The immorality of coal
SYDNEY—Momentum seems to be building for a global deal at the United Nations Climate Change Conference in Paris this December. With this sense of optimism comes a keen awareness that the use of fossil fuels must be phased out globally as rapidly as possible. Indeed, the idea that greenhouse-gas emissions should be reduced to zero by 2050 is gaining wider acceptance.
Early movers are already shaking things up. Universities, pension funds, churches, banks, and even the heirs to the Rockefeller oil fortune are pulling their money out of fossil-fuel assets or are considering the possibility of divestment—an option made increasingly attractive by the swiftly falling cost of renewable energy.

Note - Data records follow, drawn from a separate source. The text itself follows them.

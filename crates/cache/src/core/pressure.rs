//! Memory pressure wiring

use crate::errors::Result;
use crate::eviction::{
    EvictionCandidate, EvictionTarget, ExpiredEntriesStrategy, LfuStrategy, LruStrategy,
    StrategyOutcome,
};
use crate::monitoring::{MemoryPressureDetector, MemorySampler, SystemMemorySampler};
use async_trait::async_trait;
use std::sync::{Arc, Weak};

use super::types::{Cache, CacheInner, CallContext};

#[async_trait]
impl EvictionTarget for CacheInner {
    async fn evict_expired(&self) -> Result<StrategyOutcome> {
        self.sweep(None, &CallContext::default()).await
    }

    fn memory_candidates(&self) -> Vec<EvictionCandidate> {
        self.memory.candidates()
    }

    fn evict_from_memory(&self, keys: &[String]) -> StrategyOutcome {
        self.memory.evict(keys)
    }
}

impl Cache {
    /// Create the memory pressure detector, register the built-in strategies
    /// and start monitoring. Returns the running detector if already enabled.
    pub fn enable_memory_pressure_detection(&self) -> Result<MemoryPressureDetector> {
        let mut slot = self.inner.detector.write();
        if let Some(detector) = slot.as_ref() {
            return Ok(detector.clone());
        }

        let sampler: Arc<dyn MemorySampler> = match &self.inner.sampler {
            Some(sampler) => Arc::clone(sampler),
            None => Arc::new(SystemMemorySampler::new()?),
        };

        let tracked = Arc::downgrade(&self.inner);
        let detector = MemoryPressureDetector::new(
            self.inner.config.memory_pressure_config(),
            sampler,
            Arc::clone(&self.inner.clock),
        )
        .with_tracked_bytes(move || tracked.upgrade().map_or(0, |inner| inner.memory.bytes()));

        let weak: Weak<CacheInner> = Arc::downgrade(&self.inner);
        let target: Weak<dyn EvictionTarget> = weak;
        detector.register_strategy(Arc::new(ExpiredEntriesStrategy::new(target.clone())));
        detector.register_strategy(Arc::new(LfuStrategy::new(target.clone())));
        detector.register_strategy(Arc::new(LruStrategy::new(target)));

        detector.start_monitoring();
        *slot = Some(detector.clone());
        Ok(detector)
    }

    /// The running detector, if pressure detection is enabled
    pub fn memory_pressure_detector(&self) -> Option<MemoryPressureDetector> {
        self.inner.detector.read().clone()
    }
}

In the face of this progress, though, one sector stands apart. The coal industry seems determined to fight for profits at the expense of the global environment. Perversely, it is furiously attempting to capture the moral high ground by claiming that coal is essential to ending energy poverty.
Article continues after this advertisementCoal companies and their allies argue that limiting coal production would keep the lights off in rural communities by preventing poor countries from building big, cheap power plants. “Let’s have no demonization of coal,” as one ally, Australian Prime Minister Tony Abbott, put it. “Coal is good for humanity.” Speaking at an event hosted by the Global Warming Policy Foundation, a think tank that is skeptical of climate change, the United Kingdom’s former environment secretary, Owen Paterson, accused climate-change activists of having “African blood” on their hands.
Setting aside the deeply offensive character of such efforts to silence its critics, the coal industry is posing a false choice: End the use of coal or end poverty. But, though energy is indeed central to efforts to end poverty, one must be clear: At this point in history, coal is not good for anyone.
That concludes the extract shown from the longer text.